Small House of Everything

Tuesday, April 19, 2016


Sexton Blake is arguaby the most famous British detective few Americans have heard of.  At first designed to parrot (and rival) Conan Doyle's Sherlock Holmes, the character has appeared in more than 4000 stories written by more than 200 authors.  His first adventure was published in the December 20, 1893 issue of The Halfpenny Marvel by Harry Blyth under the pseudonym "Hal Meredith."  The popular character was soon appearing in many periodicals, including Union Jack, Penny Pictorial, and The Boys' Friend.  It was in The Boys' Friend in 1905 that the character began appearing in longer (up to 60.000 words) adventures.  Ten years later The Sexton Blake Library began, publishing two to four novels a month from 1915 through 1964.  Among those who contributed to the Sexton Blake saga were John Creasey, Michael Moorcock, and Jack Trevor Story.  As a detective, Blake kept up with the times, moving from the Holmes model to a more slam-bang action hero.
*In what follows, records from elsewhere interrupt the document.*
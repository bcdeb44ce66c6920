//! Character-level encoder-decoder transformer for name generation.
//!
//! The model is built on candle: embeddings, multi-head self- and
//! cross-attention, pre-norm residual blocks, a fixed sinusoidal positional
//! table and an autoregressive sampling loop. The [`dataset`] module builds
//! the character vocabulary and sliding-window training pairs that feed the
//! model.

pub mod attention;
pub mod dataset;
pub mod model;

pub use attention::{causal_attention_mask, CrossAttention, SelfAttention};
pub use dataset::{build_dataset, read_words, to_tensors, CharVocab, SENTINEL};
pub use model::{
    sinusoidal_positional_encoding, Decoder, Encoder, FeedForward, Transformer, TransformerConfig,
};

use anyhow::Result;
use candle_core::Device;

/// Pick the best available compute device.
///
/// `CANDLE_FORCE_CPU` overrides detection; otherwise Metal (when built with
/// the `metal` feature) and CUDA are tried before falling back to the CPU.
pub fn setup_device() -> Result<Device> {
    if std::env::var("CANDLE_FORCE_CPU").is_ok() {
        println!("CANDLE_FORCE_CPU set, using CPU backend");
        return Ok(Device::Cpu);
    }

    #[cfg(feature = "metal")]
    {
        if let Ok(device) = Device::new_metal(0) {
            println!("Metal device selected: {:?}", device);
            return Ok(device);
        }
        println!("Metal unavailable, falling back...");
    }

    match Device::cuda_if_available(0) {
        Ok(device) if device.is_cuda() => {
            println!("CUDA device selected: {:?}", device);
            Ok(device)
        }
        Ok(_) | Err(_) => {
            println!("Using CPU backend");
            Ok(Device::Cpu)
        }
    }
}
Despite his huge popularity in Britain (books, annuals, children's books,films, stage plays, radio, television, comic strips, and even a 78 RPM record album), Sexton Blake did not fare well in America.  Only a few of the books were published here and most people have no idea who this iconic hero is.

Blake was featured in at least 21 silent films and five sound motion pictures, of which The Echo Murders was the next to last.

Director John Harlow also adapted the screenplay "from one of the famous Sexton Blake Stories published exclusively by the Amalgamated Press Limited, London."  Harlow also wrote and directed the earlier Meet Sexton Blake, as well as two films in the popular Old Mother Riley series.

There's action a-plenty (although not as much believability) in this tale of the murder of a mine owner which leads Blake to a Nazi plot to take over England.

Blake is played by David Farrar, who played the character in two earlier films.  Farrar's most notable role came in 1947's Black Narcissus.  He retired in 1967 following the death of his wife of 47 years.  Also featured in the movie were Dennis Price (I'm All Right Jack, Tunes of Glory, A High Wind in Jamaica, and twenty episodes as Jeeves in The World of Wooster), Pamela Stirling (La Marseillaise, The Divided Heart). and Julien Mitchell (The Last Journey, The Sea Hawk, Hobson's Choice).